Our Lady didn't just say these words at the moment of the Annunciation in Nazareth; she said those words on every step of her journey to Bethlehem, when they didn't know what was going to happen, when the future was uncertain, when there were grave risks.

They didn’t know anyone in Bethlehem; otherwise they would have stayed there. The future was full of uncertainties. And yet they launched out into the deep (cf. Luke 5:4), and threw themselves into this great adventure of God with men, holding nothing back.

This is the way our faith should be, my children, whenever we are confronted by obstacles in our Christian mission. It must be a firm and humble faith, born of a sincere conviction of our incapacity before such a great task, and at the same time, full of assurance that what God asks of us can be done, because we count not on our own poor strength, but on God's omnipotence.

Our Mother, bright and fair, is there beside us all the time, to encourage us, to cheer us on, to give us the graces that we need so that we don't get discouraged, so that we know how to stand up again when we've fallen like small children.

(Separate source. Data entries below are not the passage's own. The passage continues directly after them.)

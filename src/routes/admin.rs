use axum::{
    Json, Router,
    extract::{Path, Query, State},
    routing::{get, patch, post},
};
use uuid::Uuid;

use crate::{
    dto::companies::{
        ApprovalListQuery, ApprovalRequest, CompanyList, CreateCompanyRequest, ImpersonateRequest,
        SessionState, SetActiveRequest, UserList,
    },
    error::AppResult,
    middleware::auth::AuthUser,
    models::{Company, User},
    response::{ApiResponse, Meta},
    services::{admin_service, impersonation_service},
    state::AppState,
};

pub fn router() -> Router<AppState> {
    Router::new()
        .route("/companies", get(list_companies).post(create_company))
        .route("/companies/{id}/approval", patch(decide_company))
        .route("/companies/{id}/active", patch(set_company_active))
        .route("/users", get(list_users))
        .route("/users/{id}/approval", patch(decide_user))
        .route(
            "/impersonation",
            post(enter_impersonation).delete(exit_impersonation),
        )
}

#[utoipa::path(
    get,
    path = "/api/admin/companies",
    params(
        ("status" = Option<String>, Query, description = "Filter by approval status")
    ),
    responses(
        (status = 200, description = "All companies (superadmin only)", body = ApiResponse<CompanyList>),
        (status = 403, description = "Forbidden")
    ),
    security(("bearer_auth" = [])),
    tag = "Admin"
)]
pub async fn list_companies(
    State(state): State<AppState>,
    user: AuthUser,
    Query(query): Query<ApprovalListQuery>,
) -> AppResult<Json<ApiResponse<CompanyList>>> {
    let resp = admin_service::list_companies(&state, &user, query).await?;
    Ok(Json(resp))
}

#[utoipa::path(
    post,
    path = "/api/admin/companies",
    request_body = CreateCompanyRequest,
    responses(
        (status = 200, description = "Company created, pending approval", body = ApiResponse<Company>),
        (status = 400, description = "Document already registered"),
        (status = 403, description = "Forbidden")
    ),
    security(("bearer_auth" = [])),
    tag = "Admin"
)]
pub async fn create_company(
    State(state): State<AppState>,
    user: AuthUser,
    Json(payload): Json<CreateCompanyRequest>,
) -> AppResult<Json<ApiResponse<Company>>> {
    let resp = admin_service::create_company(&state, &user, payload).await?;
    Ok(Json(resp))
}

#[utoipa::path(
    patch,
    path = "/api/admin/companies/{id}/approval",
    params(
        ("id" = Uuid, Path, description = "Company ID")
    ),
    request_body = ApprovalRequest,
    responses(
        (status = 200, description = "Approval status changed", body = ApiResponse<Company>),
        (status = 404, description = "Company not found")
    ),
    security(("bearer_auth" = [])),
    tag = "Admin"
)]
pub async fn decide_company(
    State(state): State<AppState>,
    user: AuthUser,
    Path(id): Path<Uuid>,
    Json(payload): Json<ApprovalRequest>,
) -> AppResult<Json<ApiResponse<Company>>> {
    let resp = admin_service::decide_company(&state, &user, id, payload.status).await?;
    Ok(Json(resp))
}

#[utoipa::path(
    patch,
    path = "/api/admin/companies/{id}/active",
    params(
        ("id" = Uuid, Path, description = "Company ID")
    ),
    request_body = SetActiveRequest,
    responses(
        (status = 200, description = "Company activated or deactivated", body = ApiResponse<Company>),
        (status = 404, description = "Company not found")
    ),
    security(("bearer_auth" = [])),
    tag = "Admin"
)]
pub async fn set_company_active(
    State(state): State<AppState>,
    user: AuthUser,
    Path(id): Path<Uuid>,
    Json(payload): Json<SetActiveRequest>,
) -> AppResult<Json<ApiResponse<Company>>> {
    let resp = admin_service::set_company_active(&state, &user, id, payload.active).await?;
    Ok(Json(resp))
}

#[utoipa::path(
    get,
    path = "/api/admin/users",
    params(
        ("status" = Option<String>, Query, description = "Filter by approval status")
    ),
    responses(
        (status = 200, description = "Users (superadmin only)", body = ApiResponse<UserList>),
        (status = 403, description = "Forbidden")
    ),
    security(("bearer_auth" = [])),
    tag = "Admin"
)]
pub async fn list_users(
    State(state): State<AppState>,
    user: AuthUser,
    Query(query): Query<ApprovalListQuery>,
) -> AppResult<Json<ApiResponse<UserList>>> {
    let resp = admin_service::list_users(&state, &user, query).await?;
    Ok(Json(resp))
}

#[utoipa::path(
    patch,
    path = "/api/admin/users/{id}/approval",
    params(
        ("id" = Uuid, Path, description = "User ID")
    ),
    request_body = ApprovalRequest,
    responses(
        (status = 200, description = "Approval status changed", body = ApiResponse<User>),
        (status = 404, description = "User not found")
    ),
    security(("bearer_auth" = [])),
    tag = "Admin"
)]
pub async fn decide_user(
    State(state): State<AppState>,
    user: AuthUser,
    Path(id): Path<Uuid>,
    Json(payload): Json<ApprovalRequest>,
) -> AppResult<Json<ApiResponse<User>>> {
    let resp = admin_service::decide_user(&state, &user, id, payload.status).await?;
    Ok(Json(resp))
}

#[utoipa::path(
    post,
    path = "/api/admin/impersonation",
    request_body = ImpersonateRequest,
    responses(
        (status = 200, description = "Acting as the company; clients must drop scoped caches", body = ApiResponse<SessionState>),
        (status = 403, description = "Superadmin only"),
        (status = 404, description = "Company not found")
    ),
    security(("bearer_auth" = [])),
    tag = "Admin"
)]
pub async fn enter_impersonation(
    State(state): State<AppState>,
    user: AuthUser,
    Json(payload): Json<ImpersonateRequest>,
) -> AppResult<Json<ApiResponse<SessionState>>> {
    let data = impersonation_service::enter_impersonation(&state, &user, payload.company_id).await?;
    Ok(Json(ApiResponse::success(
        "Impersonation started",
        data,
        Some(Meta::empty()),
    )))
}

#[utoipa::path(
    delete,
    path = "/api/admin/impersonation",
    responses(
        (status = 200, description = "Back to the superadmin's own context", body = ApiResponse<SessionState>)
    ),
    security(("bearer_auth" = [])),
    tag = "Admin"
)]
pub async fn exit_impersonation(
    State(state): State<AppState>,
    user: AuthUser,
) -> AppResult<Json<ApiResponse<SessionState>>> {
    let data = impersonation_service::exit_impersonation(&state, &user).await?;
    Ok(Json(ApiResponse::success(
        "Impersonation ended",
        data,
        Some(Meta::empty()),
    )))
}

St. Josemaría used to say, “What is needed today are men of faith” (J. Escrivá, The Way, Point 586). He calls our attention to it. He expressly demands it from each one of us.

When difficulties grow enormous, when we lower our sights, when human considerations, often artful considerations, make us turn back and seem to force us into reasoning with worldly logic.

Though apparently coherent, this logic is born of our love of comfort. It responds to the cries of the old person who resists facing God, because to live in this way would make him see the need to cut the fine threads of the heavy cables that try to shackle us to the mirages of earthly existence.

Faith, my child, faith. Faith like that of Mary. Even if at times you don't understand, be convinced, certain, that everything worldly is nothing. It's sadness, egoism, and sensuality, compared to the task of God to which we are called.

Our Lady and St. Joseph seem to echo these words all the way to Bethlehem: journey of faith, pilgrimage of faith. In spite of the contradictions, the rejection, they're knocking on doors.

The people of Bethlehem, their hearts are too full of other things. They go down very badly in human history. They have no hospitality for a woman who's about to give birth. It's really the pits.

Yet sometimes we have been those people in Bethlehem. We've closed the door on Our God when He comes knocking, when He asks us for certain things, a bit of our time, a bit of our energy, a bit of our daring, a bit of launching out into the deep, a bit more seriousness in our apostolic task of the evangelization of culture, a bit more daring when it comes to the moment to launch ourselves into the souls of our friends and place great challenges in front of them to help us in this great task of implanting Christlike values and truths in the middle of the world with the Social Doctrine of the Church and with so many other beautiful things.

We can turn to Our Lady, immaculately conceived, Tota pulchra, and ask her that we might keep our eyes trained on her, that we might never lose sight of that beauty, so that her joy may always be in our soul.

I thank you, my God, for the good resolutions, affections, and inspirations that you have communicated to me during this meditation. I ask your help to put them into practice. My Immaculate Mother, Saint Joseph, my father and lord, my guardian angel, intercede for me.

In the name of the Father, and of the Son, and of the Holy Spirit. Amen.